Nasser was very patriotic and passionate about Islam — two things that Gaddafi admired and emulated.

Nasser was viciously against the colonial regime of the Zionist Government in Palestine.

When asked about peace in the Middle East, he said: “The Jews will never be able to live here in peace because they left here black and came back white.”

In 1969, Gaddafi got into power via a coup. He ousted the Senussi Monarch which was a puppet of the West.

He expelled over 12 000 Italians and some white Libyan Jews. He shut down all Western military bases in his country.

The rest of Gaddafi’s works in transforming Libya into a modern Islamic socialist state (Jamahiriya) were discussed in last week’s article. 

Besides this, he used his nations resources to fund revolutions on foreign lands.

Though many in the West call him a dictator, Gaddafi surrendered true power and became a symbolic or ceremonial ruler as far back as 1977. From this point on, he was called the brotherly leader of Libya.

Gaddafi is remembered as a pan-Africanist, but this development only took place after he failed to establish pan-Arabism.

After Nasser was succeeded as President of Egypt by Sadat, Gaddafi’s dream of uniting nations with Arab speaking or Islamic nations became hard to achieve.

He had border issues with neighbouring nations like Egypt. 

Upon failing to convince his neighbour rivals that they had a common enemy in Western imperialism, Gaddafi grew more and more interested in pan-Africanism as it acknowledged the West as a threat, encouraged unity among Africans and was more mature in terms of its existence as compared to pan-Arabism which Gaddafi himself was pioneering.

Gaddafi faced Western opposition throughout his period of rule. He was accused for being behind the Lockerbie bombing of a Scottish airliner. 

For this, he and his nation faced isolation. 

The US, UK and the colonial Israeli Government loathed Gaddafi and, in 1986, Libya was bombed by a military force led by the three nations. 

They followed this up by successfully lobbying for the UN to sanction Libya on economic grounds.

This did not surprise Gaddafi as he understood imperialists and imperialism. What he was disappointed about was the way some Arab nations ignored his plight and were not interested in working together as brothers throughout these hard times.

In 1974, he tried to unite Tunisia and Libya politically. Tunisia soon backed out of this union and this disheartened Gaddafi.

In 1984, he signed a similar deal with Morocco. 

The Moroccan ruler, Hassan II, abolished the union within two years because his nation enjoyed good relations with the US and Zionist Israel.

The breaking point was when Egypt and Syria went to war against Israel without consulting or involving Libya. 

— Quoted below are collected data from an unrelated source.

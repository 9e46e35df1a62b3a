//! Card, deck and play-legality core for a colour-matching card game, with
//! optional `no_std` support.
//!
//! The crate models the cards themselves, a shuffled [`Deck`] to draw from,
//! and the [`Hand`] a player holds, including which held cards may be played
//! on the top of the discard pile. Turn order and card effects are left to
//! the caller.
//!
//! # Example
//!
//! ```
//! use unors::{Card, Colour, Deck, Hand};
//!
//! let mut deck = Deck::from_seed(42);
//! let mut hand = Hand::new();
//! for _ in 0..7 {
//!     hand.pick_up(&mut deck).unwrap();
//! }
//!
//! let top = Card::normal(Colour::Red, 5).unwrap();
//! for card in hand.can_play_on(top) {
//!     let _ = card;
//! }
//! ```
#![cfg_attr(not(feature = "std"), no_std)]
#![cfg_attr(docsrs, feature(doc_cfg))]

#[cfg(all(not(feature = "std"), not(feature = "alloc")))]
compile_error!(
    "`std` is disabled but `alloc` feature is not enabled. Enable `alloc` or keep `std` enabled."
);

extern crate alloc;

pub mod card;
pub mod deck;
pub mod error;
pub mod hand;
pub mod options;
pub mod play;

// Re-export main types
pub use card::{Card, CardKind, Colour, Digit, Field};
pub use deck::{DECK_SIZE, Deck, standard_cards};
pub use error::{CardError, DrawError};
pub use hand::Hand;
pub use options::DeckOptions;
pub use play::{Playable, TopCard, is_playable};
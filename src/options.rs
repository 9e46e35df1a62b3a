//! Deck configuration options.

/// Configuration options for building a deck.
///
/// Use the builder pattern to customize options:
///
/// ```
/// use unors::DeckOptions;
///
/// let options = DeckOptions::default().with_decks(2);
/// assert_eq!(options.decks, 2);
/// ```
#[derive(Debug, Clone, Copy, PartialEq, Eq, Hash)]
pub struct DeckOptions {
    /// Number of standard sets shuffled together.
    pub decks: u8,
}

impl Default for DeckOptions {
    fn default() -> Self {
        Self { decks: 1 }
    }
}

impl DeckOptions {
    /// Sets the number of standard sets.
    ///
    /// # Example
    ///
    /// ```
    /// use unors::DeckOptions;
    ///
    /// let options = DeckOptions::default().with_decks(3);
    /// assert_eq!(options.decks, 3);
    /// ```
    #[must_use]
    pub const fn with_decks(mut self, decks: u8) -> Self {
        self.decks = decks;
        self
    }

    /// Returns the number of cards a deck built with these options holds.
    #[must_use]
    pub const fn total_cards(&self) -> usize {
        self.decks as usize * crate::deck::DECK_SIZE
    }
}
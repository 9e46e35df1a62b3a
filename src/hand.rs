//! Player hand representation.

extern crate alloc;

use alloc::vec::Vec;

use crate::card::Card;
use crate::deck::Deck;
use crate::error::DrawError;
use crate::play::{Playable, TopCard};

/// A player's hand.
#[derive(Debug, Clone, Default, PartialEq, Eq)]
pub struct Hand {
    /// Cards in the hand, in pick-up order.
    cards: Vec<Card>,
}

impl Hand {
    /// Creates a new empty hand.
    #[must_use]
    pub const fn new() -> Self {
        Self { cards: Vec::new() }
    }

    /// Draws one card from `deck` and adds it to the end of the hand.
    ///
    /// # Errors
    ///
    /// Returns [`DrawError::EmptyDeck`] if the deck has no cards left; the
    /// hand is left unchanged.
    pub fn pick_up(&mut self, deck: &mut Deck) -> Result<(), DrawError> {
        let card = deck.draw()?;
        self.cards.push(card);
        Ok(())
    }

    /// Returns the held cards that may be played on `top`, in hand order.
    ///
    /// The result is lazy and borrows the hand; an empty iterator means
    /// nothing is playable.
    ///
    /// # Example
    ///
    /// ```
    /// use unors::{Card, Colour, Deck, Hand};
    ///
    /// let mut deck = Deck::from_cards(vec![
    ///     Card::Wild,
    ///     Card::Skip(Colour::Green),
    ///     Card::normal(Colour::Red, 7).unwrap(),
    /// ]);
    /// let mut hand = Hand::new();
    /// for _ in 0..3 {
    ///     hand.pick_up(&mut deck).unwrap();
    /// }
    ///
    /// let top = Card::normal(Colour::Red, 5).unwrap();
    /// let playable: Vec<_> = hand.can_play_on(top).copied().collect();
    /// assert_eq!(playable, [Card::normal(Colour::Red, 7).unwrap(), Card::Wild]);
    /// ```
    #[must_use]
    pub fn can_play_on(&self, top: impl Into<TopCard>) -> Playable<'_> {
        Playable::new(&self.cards, top.into())
    }

    /// Returns the cards in the hand.
    #[must_use]
    pub fn cards(&self) -> &[Card] {
        &self.cards
    }

    /// Returns the card at `index`, if any.
    #[must_use]
    pub fn get(&self, index: usize) -> Option<&Card> {
        self.cards.get(index)
    }

    /// Returns the number of cards in the hand.
    #[must_use]
    pub fn len(&self) -> usize {
        self.cards.len()
    }

    /// Returns whether the hand is empty.
    #[must_use]
    pub fn is_empty(&self) -> bool {
        self.cards.is_empty()
    }
}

He was further angered when Sadat, the man who succeeded Nasser as president of Egypt got into peace talks with Israel rather than continuing the war of Yom Kippur (Day of Atonement).

Like Nasser, Gaddafi sympathised with the Palestinians all his life and saw the settlement of whites in their land as a purely colonial conquest.

This drove him from pursuing pan-Arabism to pursuing pan-Africanism.

Pan-Africanism dates back to the days of Marcus Garvey, a black Jamaican who awoke the blacks of the West to the knowledge and appreciation of their African ancestry and heritage. 

He sought to physically, or at least mentally and culturally, return blacks to their homeland of Africa.

In the 1960s, pan-Africanism was fostered by the likes of Kwame Nkrumah, a Ghanaian who advocated for African unity for the cause of economic and political solidarity.

Even before Gaddafi caught onto pan-Africanism, his hate for imperialism always pointed him towards it.

He was hated by the West for funding movements that threatened their social order or governments. Many of these movements involved black people, particularly in the West.

These include the Black Panther Movement and the Nation of Islam. He also funded the ANC of SA throughout the apartheid era. 

When accused of funding terrorist groups, he revoked the classification of the groups he helped as terrorists. 

Instead, he called them revolutionaries and he was thus seen by the West as a leader in the so-called Third World’s struggle against modern slavery, colonialism and neo-colonialism.

This shows that Gaddafi was always a pan-Africanist even before he got directly involved with organisations like the OAU in 1999.

Once he started working with the OAU, he began signing numerous bilateral agreements with African nations. 

In 2002, he became one of the founders of the AU. He shared with them his vision of a united Africa and discouraged the receiving of conditional Western aid. 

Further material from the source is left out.